Texte intégral
Copies exécutoires REPUBLIQUE FRANCAISE
délivrées aux parties le : AU NOM DU PEUPLE FRANCAIS
COUR D'APPEL DE PARIS
Pôle 4 - Chambre 3
ARRET DU 11 MAI 2023
(n° , 7 pages)
Numéro d'inscription au répertoire général : N° RG 21/04032 - N° Portalis 35L7-V-B7F-CDGOY
Décision déférée à la Cour : Jugement du 25 Janvier 2021 -Tribunal de proximité de LONGJUMEAU - RG n° 1119003569
APPELANTE
S.A. [Adresse 9]
[Adresse 1]
[Adresse 12]
[Localité 5]
Représentée par Me Sylvie KONG THONG de l'AARPI Dominique OLIVIER - Sylvie KONG THONG, avocat au barreau de PARIS, toque : L0069
Assistée par Me Aude LACROIX du CABINET LEGITIA, avocat au barreau de PARIS, toque : E1971 substituée à l'audience par Me Nathalie FEUGNET, même cabinet, même toque
INTIMEE
Association DROIT AU LOGEMENT
[Adresse 6]
[Adresse 7]
[Localité 4]
Assignation devant la Cour d'Appel de PARIS, en date du 7 mai 2021, par procès-verbal de recherches infructueuses, conformément à l'article 659 du code de procédure civile
COMPOSITION DE LA COUR :
En application des dispositions des articles 805 et 907 du code de procédure civile, l'affaire a été débattue le 29 Mars 2023, en audience publique, les avocats ne s'y étant pas opposés, devant Mme Anne-Laure MEANO, Présidente, chargée du rapport.

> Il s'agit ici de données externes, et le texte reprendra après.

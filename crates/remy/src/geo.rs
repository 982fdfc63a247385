use serde::{Deserialize, Serialize};

use crate::catalog::Catalog;

/// Mean Earth radius used for great-circle distances
pub const EARTH_RADIUS_KM: f64 = 6371.0;

/// Search radius used when neither the caller nor the configuration picks one
pub const DEFAULT_RADIUS_KM: f64 = 7.0;

#[derive(Debug, Clone, Copy, PartialEq, Serialize, Deserialize)]
pub struct GeoPoint {
  pub latitude: f64,
  pub longitude: f64,
}

impl GeoPoint {
  pub fn new(latitude: f64, longitude: f64) -> Self {
    Self { latitude, longitude }
  }
}

/// A catalog row that lies within the search radius
#[derive(Debug, Clone, Copy, PartialEq)]
pub struct Nearby {
  pub row: usize,
  pub distance_km: f64,
}

/// Great-circle distance between two points in kilometres (haversine formula)
pub fn haversine_distance(from: GeoPoint, to: GeoPoint) -> f64 {
  let d_lat = (to.latitude - from.latitude).to_radians();
  let d_lon = (to.longitude - from.longitude).to_radians();

  let a = (d_lat / 2.0).sin().powi(2)
    + from.latitude.to_radians().cos()
      * to.latitude.to_radians().cos()
      * (d_lon / 2.0).sin().powi(2);
  // rounding can push `a` a hair past 1 for antipodal points
  let a = a.clamp(0.0, 1.0);

  let c = 2.0 * a.sqrt().atan2((1.0 - a).sqrt());
  EARTH_RADIUS_KM * c
}

/// Keep the catalog rows within `radius_km` of `origin`, in catalog order.
///
/// Rows without usable coordinates are skipped.
pub fn filter_by_location(origin: GeoPoint, catalog: &Catalog, radius_km: f64) -> Vec<Nearby> {
  catalog
    .iter()
    .enumerate()
    .filter_map(|(row, entry)| {
      let point = entry.coordinates()?;
      let distance_km = haversine_distance(origin, point);
      (distance_km <= radius_km).then_some(Nearby { row, distance_km })
    })
    .collect()
}

#[cfg(test)]
mod tests {
  use super::*;
  use crate::catalog::CatalogEntry;

  fn at(name: &str, latitude: Option<f64>, longitude: Option<f64>) -> CatalogEntry {
    CatalogEntry { latitude, longitude, ..CatalogEntry::new(name) }
  }

  #[test]
  fn test_distance_to_self_is_zero() {
    let p = GeoPoint::new(12.9716, 77.5946);
    assert_eq!(haversine_distance(p, p), 0.0);
  }

  #[test]
  fn test_distance_is_symmetric() {
    let points = [
      GeoPoint::new(12.9716, 77.5946),
      GeoPoint::new(28.6139, 77.2090),
      GeoPoint::new(-33.8688, 151.2093),
      GeoPoint::new(51.5074, -0.1278),
      GeoPoint::new(0.0, 180.0),
      GeoPoint::new(0.0, -180.0),
    ];

    for a in points {
      for b in points {
        let ab = haversine_distance(a, b);
        let ba = haversine_distance(b, a);
        assert!((ab - ba).abs() < 1e-9, "{a:?} -> {b:?}: {ab} vs {ba}");
      }
    }
  }

  #[test]
  fn test_known_distance() {
    // Bengaluru to Delhi is roughly 1740 km as the crow flies
    let blr = GeoPoint::new(12.9716, 77.5946);
    let del = GeoPoint::new(28.6139, 77.2090);
    let d = haversine_distance(blr, del);
    assert!((1730.0..1750.0).contains(&d), "got {d}");
  }

  #[test]
  fn test_antipodal_points_do_not_produce_nan() {
    let d = haversine_distance(GeoPoint::new(0.0, 0.0), GeoPoint::new(0.0, 180.0));
    assert!(d.is_finite());
    assert!((d - std::f64::consts::PI * EARTH_RADIUS_KM).abs() < 1e-3);
  }

  #[test]
  fn test_filter_keeps_rows_within_radius_in_order() {
    let origin = GeoPoint::new(12.9716, 77.5946);
    let catalog = Catalog::new(vec![
      at("far", Some(13.2), Some(77.7)),
      at("near-b", Some(12.975), Some(77.60)),
      at("missing", None, Some(77.59)),
      at("near-a", Some(12.9719), Some(77.5937)),
    ]);

    let nearby = filter_by_location(origin, &catalog, DEFAULT_RADIUS_KM);
    let rows: Vec<usize> = nearby.iter().map(|n| n.row).collect();

    assert_eq!(rows, vec![1, 3]);
    for n in &nearby {
      assert!(n.distance_km <= DEFAULT_RADIUS_KM);
    }
  }

  #[test]
  fn test_filter_never_returns_rows_without_coordinates() {
    let origin = GeoPoint::new(0.0, 0.0);
    let catalog = Catalog::new(vec![
      at("lat only", Some(0.0), None),
      at("lon only", None, Some(0.0)),
      at("neither", None, None),
    ]);

    assert!(filter_by_location(origin, &catalog, 50_000.0).is_empty());
  }

  #[test]
  fn test_filter_with_nothing_nearby_is_empty() {
    let catalog = Catalog::new(vec![at("blr", Some(12.9716), Some(77.5946))]);
    let delhi = GeoPoint::new(28.6139, 77.2090);
    assert!(filter_by_location(delhi, &catalog, DEFAULT_RADIUS_KM).is_empty());
  }
}
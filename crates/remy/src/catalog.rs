use serde::Deserialize;
use std::fs::File;
use std::io::Read;
use std::path::{Path, PathBuf};
use thiserror::Error;

use crate::geo::GeoPoint;

/// Columns every catalog file has to provide
pub const REQUIRED_COLUMNS: &[&str] = &[
  "Names",
  "Cuisine",
  "Price_For_Two",
  "Signature_Dishes",
  "Special_Features",
  "More_Info",
  "Ratings",
  "Location",
  "latitude",
  "longitude",
];

#[derive(Error, Debug)]
pub enum CatalogError {
  #[error("Failed to open catalog {path}: {source}")]
  Open { path: PathBuf, source: std::io::Error },

  #[error("Failed to read catalog header: {source}")]
  Header { source: csv::Error },

  #[error("Catalog is missing required column '{column}'")]
  MissingColumn { column: String },

  #[error("Failed to read catalog row {row}: {source}")]
  Row { row: usize, source: csv::Error },
}

impl CatalogError {
  pub fn missing_column(column: impl Into<String>) -> Self {
    Self::MissingColumn { column: column.into() }
  }
}

/// A single restaurant row. Everything but the name may be absent in the source table.
#[derive(Debug, Clone, Default, PartialEq, Deserialize)]
pub struct CatalogEntry {
  #[serde(rename = "Names")]
  pub name: String,
  #[serde(rename = "Cuisine")]
  pub cuisine: Option<String>,
  #[serde(rename = "Price_For_Two", deserialize_with = "csv::invalid_option")]
  pub price_for_two: Option<f64>,
  #[serde(rename = "Signature_Dishes")]
  pub signature_dishes: Option<String>,
  #[serde(rename = "Special_Features")]
  pub special_features: Option<String>,
  #[serde(rename = "More_Info")]
  pub more_info: Option<String>,
  #[serde(rename = "Ratings", deserialize_with = "csv::invalid_option")]
  pub rating: Option<f64>,
  #[serde(rename = "Location")]
  pub location: Option<String>,
  #[serde(rename = "latitude", deserialize_with = "csv::invalid_option")]
  pub latitude: Option<f64>,
  #[serde(rename = "longitude", deserialize_with = "csv::invalid_option")]
  pub longitude: Option<f64>,
}

impl CatalogEntry {
  pub fn new(name: impl Into<String>) -> Self {
    Self { name: name.into(), ..Default::default() }
  }

  /// Coordinates of this restaurant, if both are present and finite
  pub fn coordinates(&self) -> Option<GeoPoint> {
    match (self.latitude, self.longitude) {
      (Some(latitude), Some(longitude)) if latitude.is_finite() && longitude.is_finite() => {
        Some(GeoPoint::new(latitude, longitude))
      }
      _ => None,
    }
  }

  /// Descriptive text the similarity index is fitted on
  pub fn profile_text(&self) -> String {
    let price = self.price_for_two.map(format_price).unwrap_or_default();

    [
      self.cuisine.as_deref().unwrap_or(""),
      price.as_str(),
      self.signature_dishes.as_deref().unwrap_or(""),
      self.special_features.as_deref().unwrap_or(""),
      self.more_info.as_deref().unwrap_or(""),
    ]
    .join(" ")
  }

  // NaN and infinities parse fine as f64 but mean "missing" in a catalog
  fn sanitize(mut self) -> Self {
    let values =
      [&mut self.price_for_two, &mut self.rating, &mut self.latitude, &mut self.longitude];
    for value in values {
      if value.is_some_and(|v| !v.is_finite()) {
        *value = None;
      }
    }
    self
  }
}

/// Render a price the way it appears in the source table (`800`, not `800.0`)
pub fn format_price(price: f64) -> String {
  if price.fract() == 0.0 && price.abs() < 1e15 {
    format!("{}", price as i64)
  } else {
    price.to_string()
  }
}

/// The full restaurant table, immutable once loaded
#[derive(Debug, Clone, Default, PartialEq)]
pub struct Catalog {
  entries: Vec<CatalogEntry>,
}

impl Catalog {
  pub fn new(entries: Vec<CatalogEntry>) -> Self {
    Self { entries: entries.into_iter().map(CatalogEntry::sanitize).collect() }
  }

  /// Load a catalog from a CSV file on disk
  pub fn load(path: &Path) -> Result<Self, CatalogError> {
    let file =
      File::open(path).map_err(|source| CatalogError::Open { path: path.to_path_buf(), source })?;
    Self::from_reader(file)
  }

  /// Parse a catalog from any CSV source with a header row
  pub fn from_reader<R: Read>(reader: R) -> Result<Self, CatalogError> {
    let mut reader =
      csv::ReaderBuilder::new().flexible(true).trim(csv::Trim::Headers).from_reader(reader);

    let headers = reader.headers().map_err(|source| CatalogError::Header { source })?.clone();
    for column in REQUIRED_COLUMNS {
      if !headers.iter().any(|header| header == *column) {
        return Err(CatalogError::missing_column(*column));
      }
    }

    let mut entries = Vec::new();
    for (i, record) in reader.deserialize::<CatalogEntry>().enumerate() {
      let entry = record.map_err(|source| CatalogError::Row { row: i + 1, source })?;
      entries.push(entry);
    }

    Ok(Self::new(entries))
  }

  pub fn entries(&self) -> &[CatalogEntry] {
    &self.entries
  }

  pub fn get(&self, row: usize) -> Option<&CatalogEntry> {
    self.entries.get(row)
  }

  pub fn len(&self) -> usize {
    self.entries.len()
  }

  pub fn is_empty(&self) -> bool {
    self.entries.is_empty()
  }

  pub fn iter(&self) -> impl Iterator<Item = &CatalogEntry> {
    self.entries.iter()
  }

  /// Highest rating in the whole catalog
  pub fn max_rating(&self) -> Option<f64> {
    self.entries.iter().filter_map(|entry| entry.rating).reduce(f64::max)
  }

  /// First row carrying exactly this name
  pub fn position_of(&self, name: &str) -> Option<usize> {
    self.entries.iter().position(|entry| entry.name == name)
  }

  pub fn names(&self) -> impl Iterator<Item = &str> {
    self.entries.iter().map(|entry| entry.name.as_str())
  }

  pub fn profile_texts(&self) -> Vec<String> {
    self.entries.iter().map(CatalogEntry::profile_text).collect()
  }
}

Ce magistrat a rendu compte des plaidoiries dans le délibéré de la Cour, entendu en son rapport, composée de :
François LEPLAT, président
Anne-Laure MEANO, président
Aurore DOCQUINCOURT, conseiller
Greffier, lors des débats : Mme Joëlle COULMANCE
ARRET :
- rendu par défaut
- par mise à disposition de l'arrêt au greffe de la Cour, les parties en ayant été préalablement avisées dans les conditions prévues au deuxième alinéa de l'article 450 du code de procédure civile.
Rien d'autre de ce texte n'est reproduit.